## Your objective
Pull every line that includes the word "RetryQueue" out of the data below and copy it.

## Saved entries
++++++

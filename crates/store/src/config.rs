//! Record store configuration.

use serde::{Deserialize, Serialize};

#[derive(Debug, Clone, Copy, PartialEq, Eq, Default, Serialize, Deserialize)]
#[serde(rename_all = "lowercase")]
pub enum StoreBackend {
    #[default]
    Clickhouse,
    Memory,
}

#[derive(Debug, Clone, Default, Serialize, Deserialize)]
pub struct StoreConfig {
    #[serde(default)]
    pub backend: StoreBackend,
    #[serde(default)]
    pub clickhouse: ClickHouseConfig,
}

/// ClickHouse client configuration.
#[derive(Debug, Clone, Serialize, Deserialize)]
pub struct ClickHouseConfig {
    /// ClickHouse HTTP URL
    #[serde(default = "default_url")]
    pub url: String,
    /// Database name
    #[serde(default = "default_database")]
    pub database: String,
    /// Records table
    #[serde(default = "default_table")]
    pub table: String,
    /// Username (optional)
    #[serde(default)]
    pub username: Option<String>,
    /// Password (optional)
    #[serde(default)]
    pub password: Option<String>,
    /// Create the records table at startup
    #[serde(default)]
    pub init_schema: bool,
}

fn default_url() -> String {
    "http://localhost:8123".to_string()
}

fn default_database() -> String {
    "nft".to_string()
}

fn default_table() -> String {
    "nft_records".to_string()
}

impl Default for ClickHouseConfig {
    fn default() -> Self {
        Self {
            url: default_url(),
            database: default_database(),
            table: default_table(),
            username: None,
            password: None,
            init_schema: false,
        }
    }
}

impl ClickHouseConfig {
    /// Fully qualified table name.
    pub fn qualified_table(&self) -> String {
        format!("{}.{}", self.database, self.table)
    }
}
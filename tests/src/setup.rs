//! Common test setup functions.

use admission::AdmissionConfig;
use api::{router, AppState};
use axum::Router;
use ingest_core::{Gateways, NftRecord};
use media::{MediaConfig, Transcoder};
use record_store::{MemoryStore, SharedStore};
use std::sync::Arc;
use worker::{ItemAdmission, Pipeline, ResumeHandler};

use crate::mocks::RecordingStorage;

/// Admission settings for tests: no spacing, `ipfs://` routed to `gateway`.
pub fn admission_config(gateway: Option<&str>) -> AdmissionConfig {
    let mut config = AdmissionConfig {
        min_interval_ms: 0,
        ..Default::default()
    };
    if let Some(gateway) = gateway {
        config.gateways = Gateways {
            ipfs: gateway.to_string(),
            arweave: gateway.to_string(),
        };
    }
    config
}

/// Pipeline wired to in-memory collaborators.
///
/// Uses the production router and pipeline; only the record store, thumbnail
/// storage and media origins are substituted.
pub struct TestContext {
    pub store: Arc<MemoryStore>,
    pub storage: Arc<RecordingStorage>,
    pub pipeline: Arc<Pipeline>,
    pub router: Router,
}

impl TestContext {
    pub fn new(records: Vec<NftRecord>, config: AdmissionConfig) -> Self {
        let store = Arc::new(MemoryStore::with_records(records));
        Self::with_store(store.clone(), store, config)
    }

    /// Runs the pipeline against `backend`; `store` is kept for assertions.
    pub fn with_store(store: Arc<MemoryStore>, backend: SharedStore, config: AdmissionConfig) -> Self {
        telemetry::init_test_tracing();
        let storage = RecordingStorage::new();
        let admission = Arc::new(ItemAdmission::new(&config).expect("valid admission config"));
        let pipeline = Arc::new(Pipeline::new(
            backend,
            admission,
            Transcoder::new(MediaConfig::default()),
            storage.clone(),
            &config,
        ));
        let router = router(AppState::new(pipeline.clone()));

        Self {
            store,
            storage,
            pipeline,
            router,
        }
    }

    pub fn retry_handler(&self) -> Arc<ResumeHandler> {
        Arc::new(ResumeHandler::new(self.pipeline.clone()))
    }

    /// Polls until `check` holds on record `id`.
    pub async fn wait_for_record(&self, id: i64, check: impl Fn(&NftRecord) -> bool) -> NftRecord {
        for _ in 0..300 {
            if let Some(record) = self.store.get(id) {
                if check(&record) {
                    return record;
                }
            }
            tokio::time::sleep(std::time::Duration::from_millis(10)).await;
        }
        panic!("record {id} never reached the expected state: {:?}", self.store.get(id));
    }
}
//! Admission controller: throttle, fetch, defer, retry.

use async_trait::async_trait;
use parking_lot::Mutex;
use std::collections::HashSet;
use std::sync::Arc;
use std::time::Duration;
use tokio::task::JoinHandle;
use tokio::time::Instant;
use tracing::{debug, info};
use url::Url;

use ingest_core::{Error, OriginKey, Result};
use telemetry::metrics;

use crate::config::AdmissionConfig;
use crate::fetcher::{FetchOutcome, Fetcher};
use crate::retry_queue::{RetryEntry, RetryQueue};
use crate::throttle::OriginThrottle;

/// Everything needed to (re-)issue one fetch.
#[derive(Debug, Clone, PartialEq, Eq)]
pub struct FetchTarget {
    pub url: Url,
    pub origin: OriginKey,
    /// Worker credential, sent only to gateway origins.
    pub credential: Option<String>,
}

/// Outcome of an admitted fetch.
#[derive(Debug, Clone, PartialEq, Eq)]
pub enum Admission {
    Fetched(Vec<u8>),
    /// Throttled by the origin; parked in the retry queue.
    Deferred { ready_at: Instant, retry_after: Duration },
}

/// Receives the outcome of retried fetches.
#[async_trait]
pub trait RetryHandler<T>: Send + Sync {
    /// The retried fetch succeeded.
    async fn on_fetched(&self, entry: RetryEntry<T>, bytes: Vec<u8>);

    /// The retried fetch failed terminally.
    async fn on_failed(&self, entry: RetryEntry<T>, error: Error);
}

struct Deferred<T> {
    target: FetchTarget,
    payload: T,
}

/// Shared admission path for every remote fetch in the process.
pub struct AdmissionController<T> {
    throttle: OriginThrottle,
    fetcher: Fetcher,
    retries: Mutex<RetryQueue<Deferred<T>>>,
    /// Ids popped from the queue whose retry fetch has not finished yet.
    retrying: Mutex<HashSet<i64>>,
}

impl<T: Clone + Send + Sync + 'static> AdmissionController<T> {
    pub fn new(config: &AdmissionConfig) -> Result<Self> {
        config.validate()?;

        let mut throttle = OriginThrottle::new(config.min_interval());
        for (origin, ms) in &config.origin_intervals_ms {
            throttle = throttle.with_override(origin.clone(), Duration::from_millis(*ms));
        }

        Ok(Self {
            throttle,
            fetcher: Fetcher::new(config)?,
            retries: Mutex::new(RetryQueue::new()),
            retrying: Mutex::new(HashSet::new()),
        })
    }

    pub fn throttle(&self) -> &OriginThrottle {
        &self.throttle
    }

    /// Pending retry entries.
    pub fn retry_depth(&self) -> usize {
        self.retries.lock().len()
    }

    /// Whether this process still owns a deferred fetch for `nft_id`,
    /// either parked in the retry queue or being retried.
    pub fn is_pending(&self, nft_id: i64) -> bool {
        self.retries.lock().contains(nft_id) || self.retrying.lock().contains(&nft_id)
    }

    /// Fetches `target` under admission control.
    ///
    /// A 429 is never returned as an error: the fetch is parked and
    /// [`Admission::Deferred`] is returned instead.
    pub async fn fetch(&self, nft_id: Option<i64>, target: FetchTarget, payload: T) -> Result<Admission> {
        match self.attempt(&target).await? {
            FetchOutcome::Fetched(bytes) => Ok(Admission::Fetched(bytes)),
            FetchOutcome::Throttled { retry_after } => {
                let ready_at = self.defer(nft_id, target, payload, retry_after);
                Ok(Admission::Deferred { ready_at, retry_after })
            }
        }
    }

    async fn attempt(&self, target: &FetchTarget) -> Result<FetchOutcome> {
        self.throttle.acquire(&target.origin).await;

        let credential = if target.origin.is_gateway() {
            target.credential.as_deref()
        } else {
            None
        };

        let started = std::time::Instant::now();
        let result = self.fetcher.fetch(&target.url, credential).await;
        metrics().fetches.inc();
        metrics()
            .fetch_latency_ms
            .observe(started.elapsed().as_millis() as u64);

        if matches!(result, Ok(FetchOutcome::Throttled { .. })) {
            metrics().throttled.inc();
        }
        result
    }

    fn defer(&self, nft_id: Option<i64>, target: FetchTarget, payload: T, retry_after: Duration) -> Instant {
        let ready_at = Instant::now() + retry_after;
        let origin = target.origin.clone();
        let entry = RetryEntry {
            nft_id,
            origin: origin.clone(),
            ready_at,
            payload: Deferred { target, payload },
        };

        let mut retries = self.retries.lock();
        if retries.push(entry) {
            debug!(nft_id = ?nft_id, origin = %origin, "Superseded earlier retry entry");
        }
        metrics().deferrals.inc();
        metrics().retry_queue_depth.set(retries.len() as u64);
        drop(retries);

        info!(
            nft_id = ?nft_id,
            origin = %origin,
            retry_after_secs = retry_after.as_secs(),
            "Fetch throttled, deferred"
        );
        ready_at
    }

    /// Dispatches every entry ready at `now`. Returns how many were dispatched.
    ///
    /// Each entry is re-fetched on its own task through the same admission
    /// path; a repeat 429 parks it again.
    pub fn dispatch_ready(self: &Arc<Self>, now: Instant, handler: Arc<dyn RetryHandler<T>>) -> usize {
        let ready = {
            let mut retries = self.retries.lock();
            let ready = retries.pop_ready(now);
            metrics().retry_queue_depth.set(retries.len() as u64);
            ready
        };

        let count = ready.len();
        self.retrying.lock().extend(ready.iter().filter_map(|e| e.nft_id));
        for entry in ready {
            metrics().retries_dispatched.inc();
            let controller = Arc::clone(self);
            let handler = Arc::clone(&handler);
            tokio::spawn(async move {
                controller.retry(entry, handler).await;
            });
        }
        count
    }

    async fn retry(&self, entry: RetryEntry<Deferred<T>>, handler: Arc<dyn RetryHandler<T>>) {
        let RetryEntry {
            nft_id,
            origin,
            ready_at,
            payload: Deferred { target, payload },
        } = entry;

        debug!(nft_id = ?nft_id, origin = %origin, "Retrying deferred fetch");
        let result = self.attempt(&target).await;
        let public = RetryEntry {
            nft_id,
            origin,
            ready_at,
            payload: payload.clone(),
        };

        match result {
            Ok(FetchOutcome::Fetched(bytes)) => handler.on_fetched(public, bytes).await,
            Ok(FetchOutcome::Throttled { retry_after }) => {
                self.defer(nft_id, target, payload, retry_after);
            }
            Err(e) => handler.on_failed(public, e).await,
        }

        if let Some(id) = nft_id {
            self.retrying.lock().remove(&id);
        }
    }

    /// Spawns the background ticker that resumes deferred fetches.
    pub fn spawn_retry_ticker(
        self: &Arc<Self>,
        period: Duration,
        handler: Arc<dyn RetryHandler<T>>,
    ) -> JoinHandle<()> {
        let controller = Arc::clone(self);
        tokio::spawn(async move {
            let mut interval = tokio::time::interval(period);
            interval.set_missed_tick_behavior(tokio::time::MissedTickBehavior::Delay);
            info!(period_ms = period.as_millis() as u64, "Retry ticker started");

            loop {
                interval.tick().await;
                let dispatched = controller.dispatch_ready(Instant::now(), Arc::clone(&handler));
                if dispatched > 0 {
                    debug!(dispatched, "Dispatched ready retries");
                }
            }
        })
    }
}
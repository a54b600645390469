//! Tests for the `/image` endpoints.

use axum::http::StatusCode;
use axum_test::TestServer;
use base64::Engine;
use std::sync::Arc;

use ingest_core::RecordStatus;
use integration_tests::{fixtures, mocks::MockOrigin, mocks::UnavailableStore, setup};
use record_store::MemoryStore;

fn server(ctx: &setup::TestContext) -> TestServer {
    TestServer::new(ctx.router.clone()).expect("Failed to create test server")
}

#[tokio::test]
async fn test_image_updates_named_record() {
    let origin = MockOrigin::start().await;
    origin
        .serve("/ipfs/QmApi", fixtures::png_bytes(400, 400), "image/png")
        .await;

    let ctx = setup::TestContext::new(
        vec![fixtures::record(10, "ipfs://QmApi")],
        setup::admission_config(Some(&origin.uri())),
    );
    let server = server(&ctx);

    let response = server
        .post("/image")
        .json(&fixtures::image_request(Some(10), "ipfs://QmApi", None))
        .await;

    response.assert_status_ok();
    let body: serde_json::Value = response.json();
    assert_eq!(body, serde_json::json!({ "success": true }));

    let record = ctx.store.get(10).unwrap();
    assert!(record.uploaded);
    assert_eq!(record.status, RecordStatus::Completed);
    assert_eq!(ctx.storage.writes().len(), 1);
}

#[tokio::test]
async fn test_thumbnail_returns_encoded_image() {
    let ctx = setup::TestContext::new(vec![], setup::admission_config(None));
    let server = server(&ctx);

    let locator = fixtures::base64_data_uri("image/png", &fixtures::png_bytes(800, 400));
    let response = server
        .post("/image/thumbnail")
        .json(&fixtures::image_request(None, &locator, Some("png")))
        .await;

    response.assert_status_ok();
    let body: serde_json::Value = response.json();
    assert_eq!(body["success"], true);
    assert_eq!(body["format"], "png");
    assert_eq!(body["contentType"], "image/png");

    let bytes = base64::engine::general_purpose::STANDARD
        .decode(body["base64ImageData"].as_str().unwrap())
        .unwrap();
    let thumb = image::load_from_memory(&bytes).unwrap();
    assert_eq!((thumb.width(), thumb.height()), (200, 100));
}

#[tokio::test]
async fn test_svg_thumbnail_reports_png() {
    let ctx = setup::TestContext::new(vec![], setup::admission_config(None));
    let server = server(&ctx);

    let locator = fixtures::base64_data_uri("image/svg+xml", fixtures::svg_document().as_bytes());
    let response = server
        .post("/image/thumbnail")
        .json(&fixtures::image_request(None, &locator, None))
        .await;

    response.assert_status_ok();
    let body: serde_json::Value = response.json();
    assert_eq!(body["format"], "png");
    assert_eq!(body["contentType"], "image/png");
}

#[tokio::test]
async fn test_failures_are_opaque_400s() {
    let origin = MockOrigin::start().await;
    origin.fail("/missing.png", 404).await;

    let ctx = setup::TestContext::new(vec![], setup::admission_config(None));
    let server = server(&ctx);
    let expected = serde_json::json!({ "success": false });

    // Origin failure
    let response = server
        .post("/image")
        .json(&fixtures::image_request(None, &origin.url("/missing.png"), None))
        .await;
    response.assert_status(StatusCode::BAD_REQUEST);
    assert_eq!(response.json::<serde_json::Value>(), expected);

    // Malformed body
    let response = server.post("/image").text("not json").await;
    response.assert_status(StatusCode::BAD_REQUEST);
    assert_eq!(response.json::<serde_json::Value>(), expected);

    // Missing required field
    let response = server
        .post("/image/thumbnail")
        .json(&serde_json::json!({ "imageUrl": "ipfs://Qm1", "tokenId": "1" }))
        .await;
    response.assert_status(StatusCode::BAD_REQUEST);
    assert_eq!(response.json::<serde_json::Value>(), expected);

    // Empty locator
    let response = server
        .post("/image")
        .json(&fixtures::image_request(None, "", None))
        .await;
    response.assert_status(StatusCode::BAD_REQUEST);
    assert_eq!(response.json::<serde_json::Value>(), expected);
}

#[tokio::test]
async fn test_throttled_requests() {
    let origin = MockOrigin::start().await;
    origin.throttle("/busy.png", 30, 2).await;

    let ctx = setup::TestContext::new(
        vec![fixtures::record(11, origin.url("/busy.png"))],
        setup::admission_config(None),
    );
    let server = server(&ctx);

    // Plain variant: accepted into the retry queue, not a success yet
    let response = server
        .post("/image")
        .json(&fixtures::image_request(Some(11), &origin.url("/busy.png"), None))
        .await;
    response.assert_status_ok();
    assert_eq!(response.json::<serde_json::Value>(), serde_json::json!({ "success": false }));
    assert_eq!(ctx.store.get(11).unwrap().status, RecordStatus::Deferred);

    // Synchronous variant has nothing to return
    let response = server
        .post("/image/thumbnail")
        .json(&fixtures::image_request(None, &origin.url("/busy.png"), None))
        .await;
    response.assert_status(StatusCode::BAD_REQUEST);

    assert_eq!(ctx.pipeline.admission().retry_depth(), 2);
}

#[tokio::test]
async fn test_store_outage_is_a_400() {
    let store = Arc::new(MemoryStore::new());
    let ctx = setup::TestContext::with_store(store, Arc::new(UnavailableStore), setup::admission_config(None));
    let server = server(&ctx);

    let locator = fixtures::base64_data_uri("image/png", &fixtures::png_bytes(10, 10));
    let response = server
        .post("/image")
        .json(&fixtures::image_request(Some(1), &locator, None))
        .await;

    response.assert_status(StatusCode::BAD_REQUEST);
    assert_eq!(response.json::<serde_json::Value>(), serde_json::json!({ "success": false }));
}
//! Media handling for the ingestion pipeline.
//!
//! - [`resolver`] decides the canonical [`MediaKind`] for a payload
//! - [`transcode`] turns payload bytes into a thumbnail
//! - [`ffmpeg`] drives the external filter used for animated media

pub mod config;
pub mod ffmpeg;
pub mod resolver;
pub mod transcode;

pub use config::{MediaConfig, VideoMode};
pub use ingest_core::MediaKind;
pub use resolver::{resolve_format, sniff};
pub use transcode::{Thumbnail, Transcoder};
//! Thumbnail storage.
//!
//! Routes are `<contract>/<sha256(contract:token)>.<ext>`, so re-running an
//! item overwrites the same artifact.

use async_trait::async_trait;
use sha2::{Digest, Sha256};
use std::path::{Path, PathBuf};
use std::sync::Arc;
use tracing::debug;

use ingest_core::{Error, MediaKind, Result};

/// Derives the storage route for a token's thumbnail.
pub fn thumbnail_route(contract_address: &str, token_id: &str, kind: MediaKind) -> String {
    let contract = contract_address.trim().to_ascii_lowercase();
    let digest = Sha256::digest(format!("{contract}:{}", token_id.trim()).as_bytes());
    format!(
        "{}/{}.{}",
        sanitize_segment(&contract),
        hex::encode(digest),
        kind.extension()
    )
}

fn sanitize_segment(segment: &str) -> String {
    let cleaned: String = segment
        .chars()
        .map(|c| if c.is_ascii_alphanumeric() || c == '-' || c == '_' { c } else { '_' })
        .collect();
    if cleaned.is_empty() {
        "_".to_string()
    } else {
        cleaned
    }
}

#[async_trait]
pub trait ThumbnailStorage: Send + Sync {
    /// Writes `bytes` under `route`, replacing any previous artifact.
    async fn put(&self, route: &str, bytes: &[u8]) -> Result<()>;
}

pub type SharedStorage = Arc<dyn ThumbnailStorage>;

/// Stores thumbnails on the local filesystem.
pub struct LocalStorage {
    base_dir: PathBuf,
}

impl LocalStorage {
    pub fn new(base_dir: impl Into<PathBuf>) -> Self {
        Self {
            base_dir: base_dir.into(),
        }
    }

    pub fn base_dir(&self) -> &Path {
        &self.base_dir
    }

    pub fn path_for(&self, route: &str) -> PathBuf {
        self.base_dir.join(route)
    }
}

#[async_trait]
impl ThumbnailStorage for LocalStorage {
    async fn put(&self, route: &str, bytes: &[u8]) -> Result<()> {
        let path = self.path_for(route);
        if let Some(parent) = path.parent() {
            tokio::fs::create_dir_all(parent)
                .await
                .map_err(|e| Error::storage(format!("Failed to create {}: {e}", parent.display())))?;
        }

        // Write then rename so readers never see a partial file.
        let partial = path.with_extension("partial");
        tokio::fs::write(&partial, bytes)
            .await
            .map_err(|e| Error::storage(format!("Failed to write {}: {e}", partial.display())))?;
        tokio::fs::rename(&partial, &path)
            .await
            .map_err(|e| Error::storage(format!("Failed to move {}: {e}", path.display())))?;

        debug!(route = %route, size = bytes.len(), "Stored thumbnail");
        Ok(())
    }
}
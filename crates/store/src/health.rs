//! ClickHouse health checks and schema bootstrap.

use ingest_core::{Error, Result};
use tracing::{debug, error, info};

use crate::client::ClickHouseClient;
use crate::schema::create_records_table;

/// Check ClickHouse connection health.
pub async fn check_connection(client: &ClickHouseClient) -> bool {
    match client.inner().query("SELECT 1").fetch_one::<u8>().await {
        Ok(_) => {
            debug!("ClickHouse connection healthy");
            true
        }
        Err(e) => {
            error!(error = %e, "ClickHouse health check failed");
            false
        }
    }
}

/// Creates the records table if missing.
pub async fn init_schema(client: &ClickHouseClient) -> Result<()> {
    let table = client.config().qualified_table();
    client
        .inner()
        .query(&create_records_table(&table))
        .execute()
        .await
        .map_err(|e| Error::store(format!("Failed to execute DDL: {}", e)))?;

    info!(table = %table, "ClickHouse schema initialized");
    Ok(())
}
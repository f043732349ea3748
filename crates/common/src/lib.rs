//! Shared types for the hotel booking services.
//!
//! Both the booking ledger and the room inventory depend on this crate for
//! identifiers, the half-open [`DateRange`], the [`ErrorKind`] taxonomy and
//! the JSON shapes exchanged between the two services.

pub mod error;
pub mod types;
pub mod wire;

pub use error::{ErrorBody, ErrorKind};
pub use types::{BookingId, BookingUid, DateRange, HotelId, InvalidDateRange, RequestId, RoomId, UserId};
pub use wire::{ConfirmAvailabilityRequest, RoomView};

/// Header carrying the end-to-end correlation identifier.
pub const REQUEST_ID_HEADER: &str = "x-request-id";

/// Header carrying the caller identity resolved by the edge.
pub const USER_ID_HEADER: &str = "x-user-id";
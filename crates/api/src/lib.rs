//! HTTP surfaces of the hotel booking services.
//!
//! Two routers share one middleware stack: the public booking API that runs
//! the booking saga, and the inventory API that owns rooms and their date
//! locks. Both carry structured request tracing, a request-id correlation
//! layer and Prometheus metrics.

pub mod config;
pub mod error;
pub mod extract;
pub mod middleware;
pub mod routes;

use std::sync::Arc;

use axum::Router;
use axum::body::Body;
use axum::http::Request;
use axum::routing::{get, post};
use booking::{BookingStore, InventoryClient};
use common::REQUEST_ID_HEADER;
use inventory::RoomStore;
use metrics_exporter_prometheus::PrometheusHandle;
use tokio::signal;
use tower_http::cors::{Any, CorsLayer};
use tower_http::trace::TraceLayer;
use tracing_subscriber::EnvFilter;
use tracing_subscriber::layer::SubscriberExt;
use tracing_subscriber::util::SubscriberInitExt;

use config::Config;
use routes::bookings::BookingState;
use routes::rooms::InventoryState;

/// Creates the booking service router.
pub fn create_booking_app<S, C>(
    state: Arc<BookingState<S, C>>,
    metrics_handle: PrometheusHandle,
) -> Router
where
    S: BookingStore + 'static,
    C: InventoryClient + 'static,
{
    let api = Router::new()
        .route("/api/booking", post(routes::bookings::create::<S, C>))
        .route("/api/bookings", get(routes::bookings::list::<S, C>))
        .route(
            "/api/booking/{id}",
            get(routes::bookings::get::<S, C>).delete(routes::bookings::cancel::<S, C>),
        )
        .with_state(state);

    with_common_layers(api, metrics_handle)
}

/// Creates the inventory service router.
pub fn create_inventory_app<R: RoomStore + 'static>(
    state: Arc<InventoryState<R>>,
    metrics_handle: PrometheusHandle,
) -> Router {
    let api = Router::new()
        .route("/api/rooms", get(routes::rooms::list_available::<R>))
        .route("/api/rooms/recommend", get(routes::rooms::recommend::<R>))
        .route("/api/rooms/{id}", get(routes::rooms::get::<R>))
        .route(
            "/api/rooms/{id}/confirm-availability",
            post(routes::rooms::confirm_availability::<R>),
        )
        .route("/api/rooms/{id}/release", post(routes::rooms::release::<R>))
        .with_state(state);

    with_common_layers(api, metrics_handle)
}

fn with_common_layers(api: Router, metrics_handle: PrometheusHandle) -> Router {
    let metrics_router = Router::new()
        .route("/metrics", get(routes::metrics::get))
        .with_state(metrics_handle);

    Router::new()
        .route("/health", get(routes::health::check))
        .merge(api)
        .merge(metrics_router)
        .layer(
            CorsLayer::new()
                .allow_origin(Any)
                .allow_methods(Any)
                .allow_headers(Any),
        )
        .layer(
            TraceLayer::new_for_http().make_span_with(|request: &Request<Body>| {
                let request_id = request
                    .headers()
                    .get(REQUEST_ID_HEADER)
                    .and_then(|v| v.to_str().ok())
                    .unwrap_or("-");
                tracing::info_span!(
                    "http_request",
                    method = %request.method(),
                    uri = %request.uri(),
                    request_id = %request_id,
                )
            }),
        )
        .layer(axum::middleware::from_fn(middleware::request_id))
}

/// Installs the global tracing subscriber.
///
/// `RUST_LOG` wins over the configured level.
pub fn init_tracing(config: &Config) {
    tracing_subscriber::registry()
        .with(
            EnvFilter::try_from_default_env()
                .unwrap_or_else(|_| EnvFilter::new(&config.log_level)),
        )
        .with(tracing_subscriber::fmt::layer())
        .init();
}

/// Waits for a shutdown signal (SIGINT or SIGTERM).
pub async fn shutdown_signal() {
    let ctrl_c = async {
        signal::ctrl_c()
            .await
            .expect("failed to install SIGINT handler");
    };

    #[cfg(unix)]
    let terminate = async {
        signal::unix::signal(signal::unix::SignalKind::terminate())
            .expect("failed to install SIGTERM handler")
            .recv()
            .await;
    };

    #[cfg(not(unix))]
    let terminate = std::future::pending::<()>();

    tokio::select! {
        () = ctrl_c => {
            tracing::info!("received SIGINT, starting graceful shutdown");
        }
        () = terminate => {
            tracing::info!("received SIGTERM, starting graceful shutdown");
        }
    }
}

++++++

## Exercise output
use crate::retry_queue::{RetryEntry, RetryQueue};
    retries: Mutex<RetryQueue<Deferred<T>>>,
            retries: Mutex::new(RetryQueue::new()),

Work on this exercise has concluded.